Print the whole listing exactly.
☆ ☆ ☆ ☆ ☆
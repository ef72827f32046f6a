//! Partition Locator: year discovery and partition probing.
//!
//! Trades for one scenario live under
//! `{symbol}/{scenario}{suffix}/{year}/trades--{scenario}{suffix}___{symbol}0_p{index}.csv.lzo`.
//! Years are discovered by listing; indices are not listed but tried from 0
//! until the first missing object.

use crate::storage::{ObjectStore, StorageError};
use serde::{Deserialize, Serialize};
use std::collections::BTreeSet;
use std::fmt::Display;
use std::io::Read;
use tracing::{info, warn};

/// Default suffix appended to a scenario name in the trades bucket.
pub const DEFAULT_SCENARIO_SUFFIX: &str = "___mw___wc=9";

/// Address of one partition object.
#[derive(Debug, Clone, PartialEq, Eq, Hash, Serialize, Deserialize)]
pub struct PartitionCoordinate {
    pub symbol: String,
    pub scenario: String,
    pub year: i32,
    pub index: u32,
}

/// Builds object keys for the trades bucket.
#[derive(Debug, Clone, PartialEq, Eq, Serialize, Deserialize)]
pub struct KeyTemplate {
    pub scenario_suffix: String,
}

impl Default for KeyTemplate {
    fn default() -> Self {
        Self {
            scenario_suffix: DEFAULT_SCENARIO_SUFFIX.to_string(),
        }
    }
}

impl KeyTemplate {
    pub fn new(scenario_suffix: impl Into<String>) -> Self {
        Self {
            scenario_suffix: scenario_suffix.into(),
        }
    }

    /// Scenario name as stored in the trades bucket.
    pub fn trade_scenario(&self, scenario: &str) -> String {
        format!("{scenario}{}", self.scenario_suffix)
    }

    /// Listing prefix whose common prefixes are the year directories.
    pub fn scenario_prefix(&self, symbol: &str, scenario: &str) -> String {
        format!("{symbol}/{}/", self.trade_scenario(scenario))
    }

    pub fn partition_key(&self, coord: &PartitionCoordinate) -> String {
        let s = self.trade_scenario(&coord.scenario);
        format!(
            "{symbol}/{s}/{year}/trades--{s}___{symbol}0_p{index}.csv.lzo",
            symbol = coord.symbol,
            year = coord.year,
            index = coord.index,
        )
    }
}

/// Why probing of one year ended.
#[derive(Debug, Clone, PartialEq, Eq, Serialize, Deserialize)]
pub enum ScanStop {
    /// The next index did not exist.
    Exhausted,
    /// A storage error other than not-found.
    StorageFailure(String),
    /// The visitor rejected a partition.
    ConsumerFailure(String),
}

/// Result of probing one year.
#[derive(Debug, Clone, PartialEq, Eq, Serialize, Deserialize)]
pub struct YearScan {
    pub year: i32,
    /// Partitions handed to the visitor successfully.
    pub partitions: u32,
    pub stop: ScanStop,
}

impl YearScan {
    pub fn is_clean(&self) -> bool {
        self.stop == ScanStop::Exhausted
    }
}

/// Finds and streams partition objects from the trades bucket.
pub struct PartitionLocator<'a> {
    store: &'a dyn ObjectStore,
    bucket: String,
    template: KeyTemplate,
}

impl<'a> PartitionLocator<'a> {
    pub fn new(store: &'a dyn ObjectStore, bucket: impl Into<String>, template: KeyTemplate) -> Self {
        Self {
            store,
            bucket: bucket.into(),
            template,
        }
    }

    /// Years present under the scenario prefix, ascending.
    pub fn list_years(&self, symbol: &str, scenario: &str) -> Result<BTreeSet<i32>, StorageError> {
        let prefix = self.template.scenario_prefix(symbol, scenario);
        let listing = self.store.list_all(&self.bucket, &prefix, Some("/"))?;

        let mut years = BTreeSet::new();
        for common in &listing.common_prefixes {
            let Some(segment) = common.split('/').filter(|s| !s.is_empty()).last() else {
                continue;
            };
            match segment.parse::<i32>() {
                Ok(year) => {
                    years.insert(year);
                }
                Err(_) => warn!(prefix = %common, "skipping non-numeric year directory"),
            }
        }
        info!(symbol, scenario, years = years.len(), "discovered trade years");
        Ok(years)
    }

    /// Fetch indices 0, 1, 2… of one year, handing each object to `visit`.
    ///
    /// A missing object ends the year normally. Any other storage error, or an
    /// error from `visit`, is logged and also ends the year.
    pub fn scan_year<F, E>(&self, symbol: &str, scenario: &str, year: i32, mut visit: F) -> YearScan
    where
        F: FnMut(&PartitionCoordinate, Box<dyn Read + Send>) -> Result<(), E>,
        E: Display,
    {
        let mut coord = PartitionCoordinate {
            symbol: symbol.to_string(),
            scenario: scenario.to_string(),
            year,
            index: 0,
        };
        let mut partitions = 0;

        let stop = loop {
            let key = self.template.partition_key(&coord);
            let reader = match self.store.get_object(&self.bucket, &key) {
                Ok(reader) => reader,
                Err(e) if e.is_not_found() => {
                    info!(year, index = coord.index, "no more partitions for year");
                    break ScanStop::Exhausted;
                }
                Err(e) => {
                    warn!(key = %key, error = %e, "storage failure, abandoning year");
                    break ScanStop::StorageFailure(e.to_string());
                }
            };

            if let Err(e) = visit(&coord, reader) {
                warn!(key = %key, error = %e, "partition processing failed, abandoning year");
                break ScanStop::ConsumerFailure(e.to_string());
            }
            partitions += 1;
            coord.index += 1;
        };

        YearScan {
            year,
            partitions,
            stop,
        }
    }

    /// Scan every discovered year in ascending order.
    ///
    /// If year discovery itself fails the error is logged and nothing is
    /// scanned.
    pub fn scan_all<F, E>(&self, symbol: &str, scenario: &str, mut visit: F) -> Vec<YearScan>
    where
        F: FnMut(&PartitionCoordinate, Box<dyn Read + Send>) -> Result<(), E>,
        E: Display,
    {
        let years = match self.list_years(symbol, scenario) {
            Ok(years) => years,
            Err(e) => {
                warn!(symbol, scenario, error = %e, "year discovery failed");
                return Vec::new();
            }
        };

        years
            .into_iter()
            .map(|year| self.scan_year(symbol, scenario, year, &mut visit))
            .collect()
    }
}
☆ ☆ ☆ ☆ ☆
Task output
repository ef72827f32046f6a
//! Partition Locator: year discovery and partition probing.
//!
//! Trades for one scenario live under
//! `{symbol}/{scenario}{suffix}/{year}/trades--{scenario}{suffix}___{symbol}0_p{index}.csv.lzo`.
//! Years are discovered by listing; indices are not listed but tried from 0
//! until the first missing object.

use crate::storage::{ObjectStore, StorageError};
use serde::{Deserialize, Serialize};
use std::collections::BTreeSet;
use std::fmt::Display;
use std::io::Read;
use tracing::{info, warn};

/// Default suffix appended to a scenario name in the trades bucket.
pub const DEFAULT_SCENARIO_SUFFIX: &str = "___mw___wc=9";

/// Address of one partition object.
#[derive(Debug, Clone, PartialEq, Eq, Hash, Serialize, Deserialize)]
pub struct PartitionCoordinate {
    pub symbol: String,
    pub scenario: String,
    pub year: i32,
    pub index: u32,
}

/// Builds object keys for the trades bucket.
#[derive(Debug, Clone, PartialEq, Eq, Serialize, Deserialize)]
pub struct KeyTemplate {
    pub scenario_suffix: String,
}

impl Default for KeyTemplate {
    fn default() -> Self {
        Self {
            scenario_suffix: DEFAULT_SCENARIO_SUFFIX.to_string(),
        }
    }
}

impl KeyTemplate {
    pub fn new(scenario_suffix: impl Into<String>) -> Self {
        Self {
            scenario_suffix: scenario_suffix.into(),
        }
    }

    /// Scenario name as stored in the trades bucket.
    pub fn trade_scenario(&self, scenario: &str) -> String {
        format!("{scenario}{}", self.scenario_suffix)
    }

    /// Listing prefix whose common prefixes are the year directories.
    pub fn scenario_prefix(&self, symbol: &str, scenario: &str) -> String {
        format!("{symbol}/{}/", self.trade_scenario(scenario))
    }

    pub fn partition_key(&self, coord: &PartitionCoordinate) -> String {
        let s = self.trade_scenario(&coord.scenario);
        format!(
            "{symbol}/{s}/{year}/trades--{s}___{symbol}0_p{index}.csv.lzo",
            symbol = coord.symbol,
            year = coord.year,
            index = coord.index,
        )
    }
}

/// Why probing of one year ended.
#[derive(Debug, Clone, PartialEq, Eq, Serialize, Deserialize)]
pub enum ScanStop {
    /// The next index did not exist.
    Exhausted,
    /// A storage error other than not-found.
    StorageFailure(String),
    /// The visitor rejected a partition.
    ConsumerFailure(String),
}

/// Result of probing one year.
#[derive(Debug, Clone, PartialEq, Eq, Serialize, Deserialize)]
pub struct YearScan {
    pub year: i32,
    /// Partitions handed to the visitor successfully.
    pub partitions: u32,
    pub stop: ScanStop,
}

impl YearScan {
    pub fn is_clean(&self) -> bool {
        self.stop == ScanStop::Exhausted
    }
}

/// Finds and streams partition objects from the trades bucket.
pub struct PartitionLocator<'a> {
    store: &'a dyn ObjectStore,
    bucket: String,
    template: KeyTemplate,
}

impl<'a> PartitionLocator<'a> {
    pub fn new(store: &'a dyn ObjectStore, bucket: impl Into<String>, template: KeyTemplate) -> Self {
        Self {
            store,
            bucket: bucket.into(),
            template,
        }
    }

    /// Years present under the scenario prefix, ascending.
    pub fn list_years(&self, symbol: &str, scenario: &str) -> Result<BTreeSet<i32>, StorageError> {
        let prefix = self.template.scenario_prefix(symbol, scenario);
        let listing = self.store.list_all(&self.bucket, &prefix, Some("/"))?;

        let mut years = BTreeSet::new();
        for common in &listing.common_prefixes {
            let Some(segment) = common.split('/').filter(|s| !s.is_empty()).last() else {
                continue;
            };
            match segment.parse::<i32>() {
                Ok(year) => {
                    years.insert(year);
                }
                Err(_) => warn!(prefix = %common, "skipping non-numeric year directory"),
            }
        }
        info!(symbol, scenario, years = years.len(), "discovered trade years");
        Ok(years)
    }

    /// Fetch indices 0, 1, 2… of one year, handing each object to `visit`.
    ///
    /// A missing object ends the year normally. Any other storage error, or an
    /// error from `visit`, is logged and also ends the year.
    pub fn scan_year<F, E>(&self, symbol: &str, scenario: &str, year: i32, mut visit: F) -> YearScan
    where
        F: FnMut(&PartitionCoordinate, Box<dyn Read + Send>) -> Result<(), E>,
        E: Display,
    {
        let mut coord = PartitionCoordinate {
            symbol: symbol.to_string(),
            scenario: scenario.to_string(),
            year,
            index: 0,
        };
        let mut partitions = 0;

        let stop = loop {
            let key = self.template.partition_key(&coord);
            let reader = match self.store.get_object(&self.bucket, &key) {
                Ok(reader) => reader,
                Err(e) if e.is_not_found() => {
                    info!(year, index = coord.index, "no more partitions for year");
                    break ScanStop::Exhausted;
                }
                Err(e) => {
                    warn!(key = %key, error = %e, "storage failure, abandoning year");
                    break ScanStop::StorageFailure(e.to_string());
                }
            };

            if let Err(e) = visit(&coord, reader) {
                warn!(key = %key, error = %e, "partition processing failed, abandoning year");
                break ScanStop::ConsumerFailure(e.to_string());
            }
            partitions += 1;
            coord.index += 1;
        };

        YearScan {
            year,
            partitions,
            stop,
        }
    }

    /// Scan every discovered year in ascending order.
    ///
    /// If year discovery itself fails the error is logged and nothing is
    /// scanned.
    pub fn scan_all<F, E>(&self, symbol: &str, scenario: &str, mut visit: F) -> Vec<YearScan>
    where
        F: FnMut(&PartitionCoordinate, Box<dyn Read + Send>) -> Result<(), E>,
        E: Display,
    {
        let years = match self.list_years(symbol, scenario) {
            Ok(years) => years,
            Err(e) => {
                warn!(symbol, scenario, error = %e, "year discovery failed");
                return Vec::new();
            }
        };

        years
            .into_iter()
            .map(|year| self.scan_year(symbol, scenario, year, &mut visit))
            .collect()
    }
}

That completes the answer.